== WORK INSTRUCTIONS ==
Retype the whole listing exactly.
▬▬▬
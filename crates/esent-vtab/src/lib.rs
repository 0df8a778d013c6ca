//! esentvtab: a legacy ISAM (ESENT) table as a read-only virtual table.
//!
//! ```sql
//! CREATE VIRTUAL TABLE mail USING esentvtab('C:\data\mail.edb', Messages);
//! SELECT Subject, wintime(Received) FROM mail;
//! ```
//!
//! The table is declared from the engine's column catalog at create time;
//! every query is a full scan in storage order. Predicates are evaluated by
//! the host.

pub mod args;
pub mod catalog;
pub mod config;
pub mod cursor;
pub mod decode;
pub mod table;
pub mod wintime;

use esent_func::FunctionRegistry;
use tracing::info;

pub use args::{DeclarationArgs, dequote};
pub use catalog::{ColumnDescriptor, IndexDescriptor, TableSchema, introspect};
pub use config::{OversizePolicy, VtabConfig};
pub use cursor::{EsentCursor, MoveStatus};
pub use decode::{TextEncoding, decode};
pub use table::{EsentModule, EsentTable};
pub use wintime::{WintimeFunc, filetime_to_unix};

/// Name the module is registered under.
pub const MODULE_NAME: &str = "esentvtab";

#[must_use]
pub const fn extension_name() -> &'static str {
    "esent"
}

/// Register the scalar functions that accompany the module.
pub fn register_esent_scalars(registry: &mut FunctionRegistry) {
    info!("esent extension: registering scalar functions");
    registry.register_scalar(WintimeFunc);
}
▬▬▬
== EXPECTED ANSWER ==
filename crates/esent-vtab/src/lib.rs
repository 0df8a778d013c6ca
//! esentvtab: a legacy ISAM (ESENT) table as a read-only virtual table.
//!
//! ```sql
//! CREATE VIRTUAL TABLE mail USING esentvtab('C:\data\mail.edb', Messages);
//! SELECT Subject, wintime(Received) FROM mail;
//! ```
//!
//! The table is declared from the engine's column catalog at create time;
//! every query is a full scan in storage order. Predicates are evaluated by
//! the host.

pub mod args;
pub mod catalog;
pub mod config;
pub mod cursor;
pub mod decode;
pub mod table;
pub mod wintime;

use esent_func::FunctionRegistry;
use tracing::info;

pub use args::{DeclarationArgs, dequote};
pub use catalog::{ColumnDescriptor, IndexDescriptor, TableSchema, introspect};
pub use config::{OversizePolicy, VtabConfig};
pub use cursor::{EsentCursor, MoveStatus};
pub use decode::{TextEncoding, decode};
pub use table::{EsentModule, EsentTable};
pub use wintime::{WintimeFunc, filetime_to_unix};

/// Name the module is registered under.
pub const MODULE_NAME: &str = "esentvtab";

#[must_use]
pub const fn extension_name() -> &'static str {
    "esent"
}

/// Register the scalar functions that accompany the module.
pub fn register_esent_scalars(registry: &mut FunctionRegistry) {
    info!("esent extension: registering scalar functions");
    registry.register_scalar(WintimeFunc);
}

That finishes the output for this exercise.